Edward Boggis-Rolfe: What's better than std::map and std::set?

This is a rather dry subject, but I think essential when you think that exabytes of data around the world is held in these structures. If enough people read this then I think that I would have contributed considerably to reducing global CO2 emissions! I hope that you will find this a useful launch pad for giving an extra boost to your solution.
Are there faster alternatives and less memory hungry alternatives that we could use as a drop in replacement to std::map and std::set?
The things that I commonly use std::map and std::set for are:

Allow me to store objects in a retrievable collection.
Confirm that an object exists in the collection.
Retrieve objects by entering the key to the data.
Iterate through the structure in the order specified by the less function (that you can optionally provide).
Merge collections.
Get a count of objects in the collections.
Store objects by value or by pointer.
and others...

The probem is that these collection classes use memory themselves, aside from the value, each record need memory equal to the size of the key + size of two other pointers to two other adjacent records.
Secondly these two stl classes are slow than some other solutions when searching for data in a large collection especially for strings.
What are the alternatives? Well there are lots but they basically come down to a short list that do:

Red/black or b-tree

What stl:map/set is made of, traditionally the most flexible, but performance gets hurt when data gets big. Some of these structures also have problems with node balancing that can have a serious performance hit especially when data is entered already sorted. Its strong point is that they are very fast in iteration, as the key does not need to be unpacked along with the value.

Hash tables

Fast lookup, but you cannot iterate through nearby key values. Has performance hits when you have chosen a poor hash algoritum for your data, or the hash table needs to be resized, often this can be fixed by predeclaring how big the table is likely to be. You cannot iterate through similar values though so is not very useful in similar word searches etc. The structure of the hash table can also be inefficent with memory as the table may be poorly tuned to the requirements of the data.
If you want the definitive rundown on hashed collection classes have a look at the tommyds site.
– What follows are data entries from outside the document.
//! Verb helpers and options exercised over real HTTP against the mock server.
//!
//! # Design
//! Each test starts its own mock server on a random port in a background
//! thread, so hit counters are per test. The `/echo` route reports what the
//! server actually received, which is what these tests assert on.

use std::sync::Arc;
use std::time::Duration;

use mock_server::{Echo, ServerState};
use requests_core::{
    delete, get, options, patch, post, put, request, with_allow_redirects, with_form,
    with_headers, with_json, with_params, with_timeout, with_verify, Error, HttpMethod,
    JsonTarget,
};
use serde::Deserialize;
use serde_json::json;

struct Server {
    base: String,
    state: Arc<ServerState>,
}

impl Server {
    fn url(&self, path: &str) -> String {
        format!("{}{path}", self.base)
    }
}

fn start_server() -> Server {
    spawn_server(false)
}

/// Same routes behind HTTPS with a self-signed certificate.
fn start_tls_server() -> Server {
    spawn_server(true)
}

fn spawn_server(tls: bool) -> Server {
    let std_listener = std::net::TcpListener::bind("127.0.0.1:0").unwrap();
    let addr = std_listener.local_addr().unwrap();
    std_listener.set_nonblocking(true).unwrap();

    let state = Arc::new(ServerState::default());
    let server_state = state.clone();
    std::thread::spawn(move || {
        let rt = tokio::runtime::Builder::new_current_thread()
            .enable_all()
            .build()
            .unwrap();
        rt.block_on(async {
            let listener = tokio::net::TcpListener::from_std(std_listener).unwrap();
            if tls {
                mock_server::serve_tls(listener, server_state).await
            } else {
                mock_server::serve(listener, server_state).await
            }
        })
        .unwrap();
    });

    let scheme = if tls { "https" } else { "http" };
    Server {
        base: format!("{scheme}://{addr}"),
        state,
    }
}

// ---------------------------------------------------------------------------
// Methods and bodies
// ---------------------------------------------------------------------------

#[test]
fn every_verb_reaches_the_server_as_sent() {
    let server = start_server();
    for method in HttpMethod::ALL {
        let resp = request(method, &server.url("/echo"), []).unwrap();
        assert_eq!(resp.status(), 200, "{method}");
        let echo: Echo = resp.json_into().unwrap();
        assert_eq!(echo.method, method.as_str());
    }
}

#[test]
fn get_ignores_configured_bodies() {
    let server = start_server();
    let resp = get(
        &server.url("/echo"),
        [with_json(json!({"name": "teheran"})), with_form([("a", "1")])],
    )
    .unwrap();

    let echo: Echo = resp.json_into().unwrap();
    assert_eq!(echo.method, "GET");
    assert!(echo.body.is_empty());
    assert!(!echo.headers.contains_key("content-type"));
}

#[test]
fn json_body_on_body_verbs() {
    let server = start_server();
    let payload = json!({"name": "teheran", "n": 1});
    let expected = serde_json::to_string(&payload).unwrap();

    for method in HttpMethod::ALL.into_iter().filter(HttpMethod::carries_body) {
        let resp = request(method, &server.url("/echo"), [with_json(payload.clone())]).unwrap();
        let echo: Echo = resp.json_into().unwrap();
        assert_eq!(echo.method, method.as_str());
        assert_eq!(echo.body, expected, "{method}");
        assert_eq!(echo.headers["content-type"], "application/json", "{method}");
    }
}

#[test]
fn verb_helpers_send_their_verb() {
    let server = start_server();
    let url = server.url("/echo");
    let calls = [
        ("GET", get(&url, [])),
        ("POST", post(&url, [])),
        ("PUT", put(&url, [])),
        ("DELETE", delete(&url, [])),
        ("PATCH", patch(&url, [])),
        ("OPTIONS", options(&url, [])),
    ];
    for (name, result) in calls {
        let echo: Echo = result.unwrap().json_into().unwrap();
        assert_eq!(echo.method, name);
    }
}

#[test]
fn post_echoes_json_back() {
    let server = start_server();
    let resp = post(&server.url("/echo"), [with_json(json!({"name": "teheran"}))]).unwrap();
    let echo: Echo = resp.json_into().unwrap();
    let body: serde_json::Value = serde_json::from_str(&echo.body).unwrap();
    assert_eq!(body["name"], "teheran");
}

#[test]
fn form_body_is_url_encoded() {
    let server = start_server();
    let resp = put(&server.url("/echo"), [with_form([("name", "a b"), ("x", "1")])]).unwrap();
    let echo: Echo = resp.json_into().unwrap();
    assert_eq!(echo.body, "name=a+b&x=1");
    assert_eq!(
        echo.headers["content-type"],
        "application/x-www-form-urlencoded"
    );
}

#[test]
fn delete_without_options_sends_no_body() {
    let server = start_server();
    let resp = delete(&server.url("/echo"), []).unwrap();
    let echo: Echo = resp.json_into().unwrap();
    assert_eq!(echo.method, "DELETE");
    assert!(echo.body.is_empty());
}

// ---------------------------------------------------------------------------
// Params and headers
// ---------------------------------------------------------------------------

#[test]
fn params_reach_the_query_string() {
    let server = start_server();
    let resp = get(&server.url("/echo"), [with_params([("foo", "bar")])]).unwrap();
    let echo: Echo = resp.json_into().unwrap();
    assert_eq!(echo.query["foo"], "bar");
}

#[test]
fn params_extend_an_existing_query() {
    let server = start_server();
    let resp = get(
        &server.url("/echo?lang=rust"),
        [with_params([("page", "2")])],
    )
    .unwrap();
    let echo: Echo = resp.json_into().unwrap();
    assert_eq!(echo.query["lang"], "rust");
    assert_eq!(echo.query["page"], "2");
}

#[test]
fn headers_reach_the_server() {
    let server = start_server();
    let resp = get(
        &server.url("/echo"),
        [with_headers([("X-Custom", "test-value")])],
    )
    .unwrap();
    let echo: Echo = resp.json_into().unwrap();
    assert_eq!(echo.headers["x-custom"], "test-value");
}

#[test]
fn explicit_content_type_wins() {
    let server = start_server();
    let resp = post(
        &server.url("/echo"),
        [
            with_json(json!({})),
            with_headers([("Content-Type", "application/vnd.api+json")]),
        ],
    )
    .unwrap();
    let echo: Echo = resp.json_into().unwrap();
    assert_eq!(echo.headers["content-type"], "application/vnd.api+json");
}

// ---------------------------------------------------------------------------
// Timeout and redirects
// ---------------------------------------------------------------------------

#[test]
fn timeout_shorter_than_server_delay_is_an_error() {
    let server = start_server();
    let result = get(
        &server.url("/delay/200"),
        [with_timeout(Duration::from_millis(50))],
    );
    assert!(matches!(result, Err(Error::Timeout)), "got {result:?}");
}

#[test]
fn timeout_longer_than_server_delay_succeeds() {
    let server = start_server();
    let resp = get(
        &server.url("/delay/10"),
        [with_timeout(Duration::from_secs(5))],
    )
    .unwrap();
    assert_eq!(resp.status(), 200);
}

#[test]
fn huge_timeout_is_clamped_not_fatal() {
    let server = start_server();
    let resp = get(&server.url("/json"), [with_timeout(Duration::MAX)]).unwrap();
    assert_eq!(resp.status(), 200);
}

#[test]
fn redirects_disabled_returns_first_hop() {
    let server = start_server();
    let resp = get(&server.url("/redirect"), [with_allow_redirects(false)]).unwrap();
    assert_eq!(resp.status(), 302);
    assert!(resp.is_redirect());
    assert_eq!(resp.header("location"), Some("/redirected"));
    assert_eq!(server.state.redirected_hits(), 0);
}

#[test]
fn redirects_followed_by_default() {
    let server = start_server();
    let resp = get(&server.url("/redirect"), []).unwrap();
    assert_eq!(resp.status(), 200);
    assert_eq!(resp.json().unwrap()["redirected"], true);
    assert_eq!(server.state.redirected_hits(), 1);
}

#[test]
fn options_do_not_carry_over_to_the_next_call() {
    let server = start_server();
    let err = get("relative/path", [with_allow_redirects(false)]).unwrap_err();
    assert!(matches!(err, Error::InvalidUrl(_)));

    let resp = get(
        &server.url("/redirect"),
        [with_allow_redirects(false), with_headers([("x-leak", "1")])],
    )
    .unwrap();
    assert_eq!(resp.status(), 302);

    let resp = get(&server.url("/redirect"), []).unwrap();
    assert_eq!(resp.status(), 200);
    assert_eq!(server.state.redirected_hits(), 1);

    let echo: Echo = get(&server.url("/echo"), []).unwrap().json_into().unwrap();
    assert!(!echo.headers.contains_key("x-leak"));
}

#[test]
fn cookies_follow_redirect_hops_within_one_call_only() {
    let server = start_server();
    let resp = get(&server.url("/cookies/set"), []).unwrap();
    assert_eq!(resp.json().unwrap()["cookie"], "session=abc");

    let resp = get(&server.url("/cookies/echo"), []).unwrap();
    assert!(resp.json().unwrap()["cookie"].is_null());
}

// ---------------------------------------------------------------------------
// TLS
// ---------------------------------------------------------------------------

#[test]
fn self_signed_certificate_is_rejected_by_default() {
    let server = start_tls_server();
    let result = get(&server.url("/json"), []);
    assert!(matches!(result, Err(Error::Tls(_))), "got {result:?}");
}

#[test]
fn verify_false_accepts_self_signed_certificate() {
    let server = start_tls_server();
    let resp = get(&server.url("/json"), [with_verify(false)]).unwrap();
    assert_eq!(resp.status(), 200);
    assert_eq!(resp.json().unwrap()["message"], "ok");

    let resp = post(
        &server.url("/echo"),
        [with_verify(false), with_json(json!({"secure": true}))],
    )
    .unwrap();
    let echo: Echo = resp.json_into().unwrap();
    assert_eq!(echo.body, r#"{"secure":true}"#);
}

// ---------------------------------------------------------------------------
// Responses
// ---------------------------------------------------------------------------

#[test]
fn error_statuses_are_responses() {
    let server = start_server();
    let resp = get(&server.url("/status/404"), []).unwrap();
    assert_eq!(resp.status(), 404);
    assert!(!resp.is_success());
    assert!(resp.body().is_empty());
}

#[test]
fn json_decodes_to_generic_map() {
    let server = start_server();
    let resp = get(&server.url("/json"), []).unwrap();
    assert_eq!(resp.status(), 200);
    let map = resp.json().unwrap();
    assert_eq!(map["message"], "ok");
    assert_eq!(resp.json_strings().unwrap()["message"], "ok");
}

#[test]
fn json_decodes_into_typed_target() {
    #[derive(Debug, Default, Deserialize)]
    struct Message {
        message: String,
    }

    let server = start_server();
    let resp = get(&server.url("/json"), []).unwrap();
    let mut target = Message::default();
    assert!(resp.json_to(&mut [&mut target]).unwrap().is_none());
    assert_eq!(target.message, "ok");
}

#[test]
fn list_decodes_three_items() {
    let server = start_server();
    let resp = get(&server.url("/list"), []).unwrap();
    assert_eq!(resp.list().unwrap().len(), 3);
}

#[test]
fn two_decode_targets_is_a_usage_error() {
    let server = start_server();
    let resp = get(&server.url("/json"), []).unwrap();
    let mut first = serde_json::Map::new();
    let mut second = serde_json::Map::new();
    let targets: &mut [&mut dyn JsonTarget] = &mut [&mut first, &mut second];
    assert!(matches!(resp.json_to(targets), Err(Error::TooManyTargets(2))));
}

#[test]
fn repeated_headers_are_comma_joined() {
    let server = start_server();
    let resp = get(&server.url("/headers/multi"), []).unwrap();
    assert_eq!(resp.header("x-multi"), Some("a,b"));
    assert_eq!(resp.headers()["x-multi"], "a,b");
    assert_eq!(resp.text(), "ok");
}

// ---------------------------------------------------------------------------
// Concurrency
// ---------------------------------------------------------------------------

#[test]
fn concurrent_calls_keep_their_own_options() {
    let server = Arc::new(start_server());
    let handles: Vec<_> = (0..8)
        .map(|n| {
            let server = Arc::clone(&server);
            std::thread::spawn(move || {
                for i in 0..10 {
                    let value = format!("{n}-{i}");
                    let resp = post(
                        &server.url("/echo"),
                        [
                            with_params([("v", value.as_str())]),
                            with_headers([("x-caller", value.as_str())]),
                            with_json(json!({ "v": value })),
                        ],
                    )
                    .unwrap();
                    let echo: Echo = resp.json_into().unwrap();
                    assert_eq!(echo.query["v"], value);
                    assert_eq!(echo.headers["x-caller"], value);
                    let body: serde_json::Value = serde_json::from_str(&echo.body).unwrap();
                    assert_eq!(body["v"], value);
                }
            })
        })
        .collect();

    for handle in handles {
        handle.join().unwrap();
    }
}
Patricia, Ternary and Ned tries, DWAG

Yes tries not trees! The key (e.g. a string) is split into an array of numbers or charaters and values are found by following a breadcrumb trail of these characters in the memory structure.

Judy array

A highly compact exotic datastructure, that I do not fully understand (maybe one day), it took the bloke years to get it right, and named it after his sister. I have written an STL style wrapper around it, along with iterators. The keys are sorted.
Performance Test
Test harness
Below are the results of my tests, I do think that some of my timing results are suspect, and there is a bit of apple and pear comparisons going here however you are welcome to compile my tests and see for your self. This was done on a lenovo x200 laptop with 64 bit windows 7, core 2 duo, 8 gig of ram running as a 32 bit process. The collections were made to store 1,000,000 strings containing values "0" to "999,999".
I have tested against
A set of 32 bit values

std::set<const_char*>
xt::judy_set<const_char*>

A set of strings

std::set<std::string>
xt::judy_string_set

A string map to 32 bit integers

nPatriciaTrie
std::map<std::string,int>
stdext::hash_map<std::string,int>
ToolBox::Trie
uxn::patl::trie_map<std::string,int>
xt::judy_string_map<int>
xt::judy_string_val_map<int>

The variance of the amount of memory used is considerable, xt::judy_set<const_char*> used 1/10 th of the memory of std::set<const_char*>. If memory is an issue then Judy is the way to go, it can be much faster if you start paging memory to disk.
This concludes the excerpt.